• _Exercise goal_
Work out how many lines of this material hold the word "display". Write only that number.

• _Records shown_
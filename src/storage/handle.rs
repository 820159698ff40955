use std::{
    fs, io,
    path::{Path, PathBuf},
};

use log::{debug, warn};
use rusqlite::Connection;

use crate::{core::SQLError, metrics};

/// A live connection to a lesson dataset.
///
/// Field order matters: the connection is dropped (closed) before the
/// ephemeral backing file is removed.
pub struct DatabaseHandle {
    conn: Connection,
    file: Option<EphemeralFile>,
}

impl DatabaseHandle {
    pub(super) fn shared(conn: Connection) -> Self {
        Self { conn, file: None }
    }

    pub(super) fn ephemeral(conn: Connection, file: EphemeralFile) -> Self {
        Self {
            conn,
            file: Some(file),
        }
    }

    pub fn connection(&self) -> &Connection {
        &self.conn
    }

    pub fn is_ephemeral(&self) -> bool {
        self.file.is_some()
    }

    /// Backing file of an ephemeral handle.
    pub fn path(&self) -> Option<&Path> {
        self.file.as_ref().map(EphemeralFile::path)
    }
}

/// A private dataset copy, deleted together with any SQLite side files when
/// dropped.
#[derive(Debug)]
pub struct EphemeralFile {
    path: PathBuf,
}

impl EphemeralFile {
    pub fn copy_from(source: &Path, target: PathBuf) -> Result<Self, SQLError> {
        // Own the path before copying so a partial copy is cleaned up too.
        let file = EphemeralFile { path: target };
        metrics::EPHEMERAL_DATASETS.inc();
        fs::copy(source, &file.path).map_err(|e| {
            SQLError::resource(format!(
                "cannot copy {} to {}: {e}",
                source.display(),
                file.path.display()
            ))
        })?;
        Ok(file)
    }

    pub fn path(&self) -> &Path {
        &self.path
    }
}

impl Drop for EphemeralFile {
    fn drop(&mut self) {
        metrics::EPHEMERAL_DATASETS.dec();
        for suffix in ["", "-journal", "-wal", "-shm"] {
            let mut name = self.path.clone().into_os_string();
            name.push(suffix);
            match fs::remove_file(&name) {
                Ok(()) => debug!("Removed {}", Path::new(&name).display()),
                Err(e) if e.kind() == io::ErrorKind::NotFound => {}
                Err(e) => warn!(
                    "Failed to remove ephemeral dataset {}: {e}",
                    Path::new(&name).display()
                ),
            }
        }
    }
}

• _Reply to the task_
4